La position commune européenne et les clauses du Traité onusien sur le commerce des armes (CTA) nous imposaient d’arrêter d’être complices de crimes de guerre au Yémen, ce, dès 2015. L’Allemagne annonce arrêter bientôt ses ventes. Sans doute aussi, le Royaume Uni. Washington est passé aux sanctions. Le Parlement Européen rappelle solennellement aux règles de non-fourniture à des Etats en guerre contre des populations civiles. Fi du droit international (qui doit d’ailleurs beaucoup de ses instruments aux initiatives de notre diplomatie), la vocation universelle de la France au service de la Paix et des peuples victimisés, est toute spécifique. Il s’agit d’encaisser des commissions et des profits, là où nos concurrents n’osent plus aller. L’important est de clamer – comme le font magnifiquement la DGA et ses industriels – « priorité va à la sauvegarde de l’emploi »! La ministre des armées, Mme Florence Parly, a avancé, devant le Parlement, que nos équipements n’ont connu « aucune utilisation au Yémen ». En ânonnant le mantra commercial de nos ingénieurs de l’armement, la ministre se superpose étrangement à Riyad expliquant n’avoir erradiqué que des terroristes (aucun civil, pardi !), à Taef comme à Sanaa, et n’avoir dépéché une escouade de tueurs en Turquie que pour l’agrément d’une conversation avec M. Khashoggi ! La vérité officielle, agréablement habillée et maquillée, est tracée à l’encre sympathique sur une masse de dollars pas nets. L’INSEE devrait plancher sur l’élaboration d’un taux d’homicide de civils innocents étrangers par tranche de 1000$ d’armement « made in Patrie des droits de l’Homme » (cela s’entend hors de nos vraies alliances, qui, elles, doivent être soutenues). A en observer les fluctuations, on se découvrirait meilleur que la concurrence. Ca redresserait le moral de Thales, Dassault, Dexter, et autres bons samaritains de l’emploi.

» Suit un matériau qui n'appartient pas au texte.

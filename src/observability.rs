use biometrics::{Collector, Counter, Moments};

pub(crate) static CONNECTION_OPENS: Counter = Counter::new("dmchat.connection.opens");
pub(crate) static CONNECTION_OPEN_ERRORS: Counter = Counter::new("dmchat.connection.open_errors");
pub(crate) static CONNECTION_CLOSES: Counter = Counter::new("dmchat.connection.closes");

pub(crate) static STREAM_FRAGMENTS: Counter = Counter::new("dmchat.stream.fragments");
pub(crate) static STREAM_SENTINELS: Counter = Counter::new("dmchat.stream.sentinels");
pub(crate) static STREAM_ERRORS: Counter = Counter::new("dmchat.stream.errors");

pub(crate) static EXCHANGE_IDLE_FINALIZES: Counter = Counter::new("dmchat.exchange.idle_finalizes");
pub(crate) static EXCHANGE_CLOSE_FINALIZES: Counter =
    Counter::new("dmchat.exchange.close_finalizes");
pub(crate) static EXCHANGE_DURATION: Moments = Moments::new("dmchat.exchange.duration_seconds");

pub(crate) static PROVISION_REQUESTS: Counter = Counter::new("dmchat.provision.requests");
pub(crate) static PROVISION_ERRORS: Counter = Counter::new("dmchat.provision.errors");

/// Register this crate's biometrics with the provided collector.
pub fn register_biometrics(collector: Collector) {
    collector.register_counter(&CONNECTION_OPENS);
    collector.register_counter(&CONNECTION_OPEN_ERRORS);
    collector.register_counter(&CONNECTION_CLOSES);

    collector.register_counter(&STREAM_FRAGMENTS);
    collector.register_counter(&STREAM_SENTINELS);
    collector.register_counter(&STREAM_ERRORS);

    collector.register_counter(&EXCHANGE_IDLE_FINALIZES);
    collector.register_counter(&EXCHANGE_CLOSE_FINALIZES);
    collector.register_moments(&EXCHANGE_DURATION);

    collector.register_counter(&PROVISION_REQUESTS);
    collector.register_counter(&PROVISION_ERRORS);
}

– Où veut donc en venir l’Ourson (et son avatar humain, d’ailleurs) ? C’est simple : un petit crime sordide est « pain béni » pour cacher un bien plus grand massacre. L’affaire Khashoggi va être scellée par des négociations de dessous de table. Le sultan turc, bien en pointe dans l’accusation, sera le mieux servi. L’Amérique ne s’oubliera pas, non plus. Mais le Prince-héritier passera le cap et surmontera ses vexations d’amour propre. Il pourra stipendier qui l’accuse et faire taire qui le gêne. Pas de « seconde naissance évangélique », d’éveil soudain à la vertu à attendre, en ce qui le concerne. La tempête se calmera et notre président pourra se féliciter que la justice saoudienne – bien connue pour sa qualité – ait suivi son cours exemplaire, « cours exemplaire » rimant avec « regain des affaires ».
– Quid, alors, des quelque 10 millions de victimes de la guerre du Yémen, privées d’alimentation, de refuge et de soins, des orphelins innombrables à la rue sous les bombes, des hôpitaux en ruines où s’entassent des blessés et malades d’épidémies, sans espoir de guérison ? Est-ce bien mérité pour ce magnifique pays, de si ancienne culture et que les Saoudiens détruisent systématiquement aujourd’hui, tandis que les Emirati le démembrent pour s’y tailler un protectorat. Ces derniers, qui opèrent sur le terrain, soumettent la population, en s’appuyant sur les jihadistes d’Al Qaeda dans la Péninsule arabe (AQPA)! Rien que ça ! Et nous qui, comme AQPA, conduisons régulièrement des manœuvres militaires avec les forces emirati…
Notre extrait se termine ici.